Mater Hospital, Dublin

Hospital mortality data must be used for quality improvement purposes and not to provide quality assurance, the RCSI’s annual Millin Meeting has heard.

Prof Conor O’Keane, Clinical Director, Quality and Safety at the Mater Hospital, said the Mater had been working on communicating more with the board and all staff about mortality and the complexity of mortality data, emphasising quality improvement.

Prof O’Keane said Standard Mortality Rates (SMRs) were not straightforward and it was often difficult to make comparisons with other jurisdictions depending on how the data were presented. “We need to make sure we are explaining mortality to our non-executive directors. If we get it right with them there is a reasonable chance we will get it right with the public as well,” he said.

2013 data showed the Mater had mortality rates that were average or better than average across a range of diseases. Some 289 deaths were recorded for all diagnoses, yet Prof O’Keane said he knew there were more than 700 deaths a year at the Mater. The gap arose where patients died in the Emergency Department, were dead/close to death on arrival or receiving palliative care.

Prof Simon Jones (PhD), Director and Chief Data Scientist at MedeAnalytics, said the British public had loved the star ratings introduced by the NHS in 2001 and scrapped in 2004. He said it was impossible to summarise the complexity of a hospital in a single number or star rating.

Dr Philip Crowley
, National Director, Quality Improvement Division, HSE, said he had worked in the NHS when the star system was in place and the “top starred hospital was the hospital you wouldn’t bring your dog to”.

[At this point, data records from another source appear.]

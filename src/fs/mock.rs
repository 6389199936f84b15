// src/fs/mock.rs

use std::collections::{BTreeSet, HashMap};
use std::path::{Path, PathBuf};
use std::sync::{Arc, Mutex, MutexGuard};

use anyhow::{anyhow, Result};

use super::FileSystem;

#[derive(Debug, Clone)]
enum MockEntry {
    File,
    Dir(BTreeSet<String>), // child names
}

/// In-memory tree of source paths for discovery tests.
#[derive(Debug, Clone, Default)]
pub struct MockFileSystem {
    entries: Arc<Mutex<HashMap<PathBuf, MockEntry>>>,
}

impl MockFileSystem {
    pub fn new() -> Self {
        Self::default()
    }

    /// Register a file; parent directories appear implicitly.
    pub fn add_file(&self, path: impl AsRef<Path>) {
        let path = path.as_ref();
        let mut entries = self.lock();
        entries.insert(path.to_path_buf(), MockEntry::File);
        link_to_parent(&mut entries, path);
    }

    fn lock(&self) -> MutexGuard<'_, HashMap<PathBuf, MockEntry>> {
        // A panicking test thread must not hide the tree from later asserts.
        self.entries.lock().unwrap_or_else(|poisoned| poisoned.into_inner())
    }
}

fn parent_of(path: &Path) -> Option<&Path> {
    let parent = path.parent()?;
    Some(if parent.as_os_str().is_empty() {
        Path::new(".")
    } else {
        parent
    })
}

fn link_to_parent(entries: &mut HashMap<PathBuf, MockEntry>, path: &Path) {
    let (Some(parent), Some(name)) = (parent_of(path), path.file_name()) else {
        return;
    };
    let name = name.to_string_lossy().into_owned();
    let is_new = !entries.contains_key(parent);
    match entries
        .entry(parent.to_path_buf())
        .or_insert_with(|| MockEntry::Dir(BTreeSet::new()))
    {
        MockEntry::Dir(children) => {
            children.insert(name);
        }
        MockEntry::File => return,
    }
    if is_new && parent != path {
        link_to_parent(entries, parent);
    }
}

impl FileSystem for MockFileSystem {
    fn is_file(&self, path: &Path) -> bool {
        matches!(self.lock().get(path), Some(MockEntry::File))
    }

    fn is_dir(&self, path: &Path) -> bool {
        matches!(self.lock().get(path), Some(MockEntry::Dir(_)))
    }

    fn read_dir(&self, path: &Path) -> Result<Vec<PathBuf>> {
        match self.lock().get(path) {
            Some(MockEntry::Dir(children)) => Ok(children.iter().map(|name| path.join(name)).collect()),
            _ => Err(anyhow!("not a directory: {path:?}")),
        }
    }
}
// src/errors.rs

//! Crate-wide error aliases and helpers.
//!
//! Per-input transform failures are not part of this enum: they are reported
//! as [`crate::pipeline::TransformError`] values inside a pipeline report and
//! never abort a build on their own.

use std::path::PathBuf;

use thiserror::Error;

#[derive(Error, Debug)]
pub enum AssetdagError {
    #[error("Configuration error: {0}")]
    ConfigError(String),

    #[error("Duplicate task: {0}")]
    DuplicateTask(String),

    #[error("Task '{task}' depends on unknown task '{dependency}'")]
    UnknownDependency { task: String, dependency: String },

    #[error("Task not found: {0}")]
    TaskNotFound(String),

    #[error("Cycle detected in DAG: {0}")]
    DagCycle(String),

    #[error("IO error: {0}")]
    IoError(#[from] std::io::Error),

    #[error("failed to clear output root {path:?}: {source}")]
    CleanFailed {
        path: PathBuf,
        #[source]
        source: std::io::Error,
    },

    #[error("failed to update artifact {path:?}: {source}")]
    OutputWrite {
        path: PathBuf,
        #[source]
        source: std::io::Error,
    },

    #[error("TOML parsing error: {0}")]
    TomlError(#[from] toml::de::Error),

    #[error(transparent)]
    Other(#[from] anyhow::Error),
}

impl AssetdagError {
    /// Structural problems with the task graph or project file, detected
    /// before any action runs.
    pub fn is_configuration_error(&self) -> bool {
        matches!(
            self,
            AssetdagError::ConfigError(_)
                | AssetdagError::DuplicateTask(_)
                | AssetdagError::UnknownDependency { .. }
                | AssetdagError::TaskNotFound(_)
                | AssetdagError::DagCycle(_)
                | AssetdagError::TomlError(_)
        )
    }

    /// Failures to modify the output tree. These abort the whole run.
    pub fn is_output_error(&self) -> bool {
        matches!(
            self,
            AssetdagError::OutputWrite { .. } | AssetdagError::CleanFailed { .. }
        )
    }
}

pub use anyhow::Error;
pub type Result<T> = std::result::Result<T, AssetdagError>;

The challenge with public reporting of data and targets was that it could have unintended consequences, e.g. consultant comparisons could lead to cherry-picking of patients with doctors not wanting to take on the “90-year-old with multiple co-morbidities”, Dr Crowley said.

The health service was under a lot of pressure to produce data on mortality, he said, and did not want to appear secretive. “I think the important thing is to present data intelligently after adequate checks and discussion.”

The publication of data was constantly being hindered by the desire to only publish when it was perfect, he added.